Pseudohypertriglyceridemia: two cases of probable glycerol kinase deficiency.

机构信息

Atherosclerosis and LDL-Apheresis Center, Kansas University Medical Center, Room B440 Mail Stop 4047, Kansas City, KS 66160, USA.

出版信息

J Clin Lipidol. 2012 Sep-Oct;6(5):469-73. doi: 10.1016/j.jacl.2012.02.001. Epub 2012 Feb 8.

Abstract

The National Cholesterol Educational Program Adult Treatment Panel's third report define borderline-high, high, and very high triglycerides as serum levels of 150-199 mg/dL, 200-499 mg/dL, and ≥500 mg/dL, respectively. Hypertriglyceridemia (HTG) is generally very responsive to both therapeutic lifestyle changes (TLC), and drug therapy, with niacin, omega-3 fatty acids, fibrates, and statins, each reducing levels by ~10-50%. This paper presents two cases of patients who were aggressively treated for significant HTG with little response to therapy. Although most measured triglyceride (TG) values in these patients were markedly elevated, periodic concentrations were reported as normal.
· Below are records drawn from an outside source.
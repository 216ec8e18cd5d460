//! Minkowski distance calculations
//!
//! Queries work internally in "reduced" distances to avoid roots:
//! sum(|d_i|^p) for finite p, max(|d_i|) for p = infinity. For p = 2 the
//! reduced distance is the familiar squared Euclidean distance.

/// Reduced Minkowski distance between two points of equal dimensionality.
#[inline]
pub fn minkowski_distance_p(a: &[f64], b: &[f64], p: f64) -> f64 {
    debug_assert_eq!(a.len(), b.len());
    if p == 2.0 {
        // Fast path: squared Euclidean
        let mut sum = 0.0;
        for (x, y) in a.iter().zip(b) {
            let d = x - y;
            sum += d * d;
        }
        sum
    } else if p.is_infinite() {
        a.iter()
            .zip(b)
            .map(|(x, y)| (x - y).abs())
            .fold(0.0, f64::max)
    } else if p == 1.0 {
        a.iter().zip(b).map(|(x, y)| (x - y).abs()).sum()
    } else {
        a.iter().zip(b).map(|(x, y)| (x - y).abs().powf(p)).sum()
    }
}

/// Actual Minkowski distance between two points.
#[inline]
pub fn minkowski_distance(a: &[f64], b: &[f64], p: f64) -> f64 {
    promote(minkowski_distance_p(a, b, p), p)
}

/// Convert an actual distance to its reduced form.
#[inline]
pub fn reduce(distance: f64, p: f64) -> f64 {
    if p.is_infinite() || p == 1.0 || distance.is_infinite() {
        distance
    } else if p == 2.0 {
        distance * distance
    } else {
        distance.powf(p)
    }
}

/// Convert a reduced distance back to an actual distance.
#[inline]
pub fn promote(reduced: f64, p: f64) -> f64 {
    if p.is_infinite() || p == 1.0 || reduced.is_infinite() {
        reduced
    } else if p == 2.0 {
        reduced.sqrt()
    } else {
        reduced.powf(1.0 / p)
    }
}
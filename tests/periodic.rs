//! Integration tests for periodic neighbor search.
//!
//! The reference oracle is a brute-force scan under the minimum-image
//! convention, which agrees with image-based search whenever the radius
//! stays within half the smallest periodic box edge.

use approx::assert_relative_eq;
use pbctree::{
    count_neighbors, nearest_neighbors, NeighborHits, PeriodicBox, PeriodicKdTree, PeriodicSpec,
    QueryOptions,
};
use rand::rngs::StdRng;
use rand::{Rng, SeedableRng};

/// Euclidean distance under the minimum-image convention.
fn minimum_image_distance(a: &[f64], b: &[f64], sizes: &[f64]) -> f64 {
    let mut sum = 0.0;
    for i in 0..a.len() {
        let mut d = a[i] - b[i];
        if sizes[i] > 0.0 {
            d -= (d / sizes[i]).round() * sizes[i];
        }
        sum += d * d;
    }
    sum.sqrt()
}

fn random_points(rng: &mut StdRng, n: usize, sizes: &[f64]) -> Vec<Vec<f64>> {
    (0..n)
        .map(|_| {
            sizes
                .iter()
                .map(|&s| {
                    let span = if s > 0.0 { s } else { 10.0 };
                    rng.gen_range(-span..2.0 * span)
                })
                .collect()
        })
        .collect()
}

#[test]
fn ball_queries_match_minimum_image_brute_force() {
    let mut rng = StdRng::seed_from_u64(0x0b0c);
    for sizes in [vec![8.0, 8.0, 8.0], vec![6.0, 9.0, -1.0], vec![-1.0, -1.0, -1.0]] {
        let points = random_points(&mut rng, 250, &sizes);
        let tree = PeriodicKdTree::new(PeriodicBox::new(sizes.clone()), &points).unwrap();
        let opts = QueryOptions::default();

        for _ in 0..60 {
            let x: Vec<f64> = sizes
                .iter()
                .map(|&s| rng.gen_range(-2.0..if s > 0.0 { s + 2.0 } else { 12.0 }))
                .collect();
            let r = rng.gen_range(0.2..2.9);
            let hits = tree.query_ball_point(&x, r, &opts).unwrap();

            let expected: Vec<usize> = points
                .iter()
                .enumerate()
                .filter(|(_, p)| minimum_image_distance(&x, p, &sizes) <= r)
                .map(|(i, _)| i)
                .collect();
            assert_eq!(hits, expected, "box {:?} query {:?} r {}", sizes, x, r);
        }
    }
}

#[test]
fn knn_queries_match_minimum_image_brute_force() {
    let mut rng = StdRng::seed_from_u64(0xca11);
    let sizes = vec![7.0, 11.0, 9.0];
    let points = random_points(&mut rng, 200, &sizes);
    let tree = PeriodicKdTree::new(PeriodicBox::new(sizes.clone()), &points).unwrap();
    let opts = QueryOptions::default();
    let cap = tree.max_distance_upper_bound();
    assert_relative_eq!(cap, 3.5);

    for _ in 0..50 {
        let x: Vec<f64> = sizes.iter().map(|&s| rng.gen_range(0.0..s)).collect();
        let k = rng.gen_range(1..8);
        let hits = tree.query(&x, k, &opts).unwrap();
        assert_eq!(hits.len(), k);

        let mut expected: Vec<(f64, usize)> = points
            .iter()
            .enumerate()
            .map(|(i, p)| (minimum_image_distance(&x, p, &sizes), i))
            .filter(|&(d, _)| d <= cap)
            .collect();
        expected.sort_by(|a, b| a.0.partial_cmp(&b.0).unwrap().then(a.1.cmp(&b.1)));
        expected.truncate(k);

        for (hit, (d, i)) in hits.iter().zip(&expected) {
            assert_eq!(hit.index, *i);
            assert_relative_eq!(hit.distance, *d, max_relative = 1e-10);
        }
        for hit in hits.iter().skip(expected.len()) {
            assert!(hit.distance.is_infinite());
            assert_eq!(hit.index, tree.len());
        }
    }
}

#[test]
fn wrapped_pair_is_found_through_the_boundary() {
    // The canonical two-point scenario: 0.1 and 9.9 along x in a cubic
    // box of 10 are 0.2 apart through the wall.
    let points = vec![vec![0.1, 0.0, 0.0], vec![9.9, 0.0, 0.0]];
    let tree = PeriodicKdTree::new(PeriodicBox::new(vec![10.0, 10.0, 10.0]), &points).unwrap();
    let opts = QueryOptions::default();

    let hits = tree.query_ball_point(&[0.0, 0.0, 0.0], 0.5, &opts).unwrap();
    assert_eq!(hits, vec![0, 1]);

    let neighbors = tree.query(&points[0], 2, &opts).unwrap();
    assert_eq!(neighbors[1].index, 1);
    assert_relative_eq!(neighbors[1].distance, 0.2, max_relative = 1e-12);

    // Without periodicity the pair separates.
    let open = PeriodicKdTree::new(PeriodicBox::new(vec![-1.0, -1.0, -1.0]), &points).unwrap();
    let hits = open.query_ball_point(&[0.0, 0.0, 0.0], 0.5, &opts).unwrap();
    assert_eq!(hits, vec![0]);
}

#[test]
fn higher_p_norms_see_through_the_boundary() {
    let points = vec![vec![9.8, 9.8, 0.0]];
    let tree = PeriodicKdTree::new(PeriodicBox::new(vec![10.0, 10.0, 10.0]), &points).unwrap();

    let manhattan = QueryOptions { p: 1.0, ..QueryOptions::default() };
    let neighbors = tree.query(&[0.0, 0.0, 0.0], 1, &manhattan).unwrap();
    assert_relative_eq!(neighbors[0].distance, 0.4, max_relative = 1e-12);

    let chebyshev = QueryOptions { p: f64::INFINITY, ..QueryOptions::default() };
    let neighbors = tree.query(&[0.0, 0.0, 0.0], 1, &chebyshev).unwrap();
    assert_relative_eq!(neighbors[0].distance, 0.2, max_relative = 1e-12);
}

#[test]
fn facade_finds_solvation_shell() {
    // A "solute" surrounded by six "solvent" points, two of them only
    // through periodic wrapping.
    let solute = vec![vec![0.0, 0.0, 0.0]];
    let solvent = vec![
        vec![1.0, 0.0, 0.0],
        vec![0.0, 1.2, 0.0],
        vec![0.0, 0.0, 0.9],
        vec![9.2, 0.0, 0.0],  // 0.8 through the wall
        vec![0.0, 9.0, 0.0],  // 1.0 through the wall
        vec![4.0, 4.0, 4.0],  // out of range
    ];
    let spec = PeriodicSpec::Lengths(vec![10.0, 10.0, 10.0]);

    match nearest_neighbors(&solute, &solvent, &spec, Some(1.5), None).unwrap() {
        NeighborHits::Radius { indices, coords } => {
            assert_eq!(indices, vec![vec![0, 1, 2, 3, 4]]);
            assert_eq!(coords[0].len(), 5);
            assert_eq!(coords[0][3], solvent[3]);
        }
        other => panic!("expected radius hits, got {:?}", other),
    }

    assert_eq!(count_neighbors(&solute, &solvent, &spec, 1.5).unwrap(), vec![5]);

    match nearest_neighbors(&solute, &solvent, &spec, None, Some(3)).unwrap() {
        NeighborHits::Nearest { distances, indices } => {
            assert_eq!(indices, vec![vec![3, 2, 0]]);
            assert_relative_eq!(distances[0][0], 0.8, max_relative = 1e-12);
            assert_relative_eq!(distances[0][1], 0.9, max_relative = 1e-12);
            assert_relative_eq!(distances[0][2], 1.0, max_relative = 1e-12);
        }
        other => panic!("expected nearest hits, got {:?}", other),
    }
}

#[test]
fn facade_accepts_box_matrix() {
    let solute = vec![vec![0.0, 0.0, 0.0]];
    let solvent = vec![vec![9.9, 0.0, 0.0]];
    let spec = PeriodicSpec::Matrix(vec![
        vec![10.0, 0.0, 0.0],
        vec![0.0, 10.0, 0.0],
        vec![0.0, 0.0, 10.0],
    ]);
    assert_eq!(count_neighbors(&solute, &solvent, &spec, 0.5).unwrap(), vec![1]);
}

#[test]
fn batched_queries_are_consistent_under_load() {
    let mut rng = StdRng::seed_from_u64(0xbeef);
    let sizes = vec![12.0, 12.0, 12.0];
    let points = random_points(&mut rng, 500, &sizes);
    let queries = random_points(&mut rng, 64, &sizes);
    let tree = PeriodicKdTree::new(PeriodicBox::new(sizes), &points).unwrap();
    let opts = QueryOptions::default();

    let knn = tree.query_batch(&queries, 4, &opts).unwrap();
    let balls = tree.query_ball_point_batch(&queries, 2.0, &opts).unwrap();
    assert_eq!(knn.len(), queries.len());
    assert_eq!(balls.len(), queries.len());
    for (q, (nbrs, ball)) in queries.iter().zip(knn.iter().zip(&balls)) {
        assert_eq!(nbrs, &tree.query(q, 4, &opts).unwrap());
        assert_eq!(ball, &tree.query_ball_point(q, 2.0, &opts).unwrap());
    }
}
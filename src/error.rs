//! Error types for neighbor-search operations
//!
//! Every variant is a call-time contract violation surfaced directly to
//! the caller; nothing is retried or recovered internally.

use thiserror::Error;

#[derive(Error, Debug)]
pub enum NeighborError {
    /// The periodic box argument is malformed: wrong dimensionality for
    /// the indexed points, a non-square matrix, or a sheared (non-diagonal)
    /// matrix. Only orthogonal boxes are supported.
    #[error("invalid box: {0}")]
    InvalidBox(String),

    /// A query or data point has the wrong number of coordinates.
    #[error("dimension mismatch: expected {expected} coordinates, got {got}")]
    DimensionMismatch { expected: usize, got: usize },

    /// An argument violates the call contract (k == 0, p < 1, negative
    /// radius, or a bad r/n combination in the facade).
    #[error("invalid argument: {0}")]
    InvalidArgument(String),

    /// The operation is deliberately not implemented for periodic trees.
    #[error("{0} is not supported for periodic trees")]
    UnsupportedOperation(&'static str),
}

pub type Result<T> = std::result::Result<T, NeighborError>;
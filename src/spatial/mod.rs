//! Plain (non-periodic) spatial search
//!
//! The kd-tree here indexes a fixed point set in ordinary Euclidean space;
//! the `periodic` module layers box wrapping and ghost images on top of it.

pub mod distance;
pub mod kdtree;

pub use kdtree::{KdTree, QueryOptions, DEFAULT_LEAF_SIZE};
When this occurs, the clinician must immediately think of the diagnosis 'pseudohypertriglyceridemia' or as it is more aptly termed 'glycerolemia' secondary to glycerol kinase deficiency (GKD).

摘要

美国国家胆固醇教育计划成人治疗专家组的第三份报告将边缘升高、升高和非常高的甘油三酯定义为血清水平分别为 150-199mg/dL、200-499mg/dL 和≥500mg/dL。高甘油三酯血症(HTG)通常对治疗性生活方式改变(TLC)和药物治疗非常敏感,烟酸、ω-3 脂肪酸、贝特类药物和他汀类药物均可将水平降低约 10-50%。本文介绍了两例患者,他们接受了积极治疗以降低显著升高的 HTG,但对治疗反应不佳。尽管这些患者的大多数测量甘油三酯(TG)值明显升高,但定期报告的浓度却是正常的。当这种情况发生时,临床医生必须立即想到诊断“假性高甘油三酯血症”,或者更恰当地称为“甘油血症”,这是由于甘油激酶缺乏(GKD)引起的。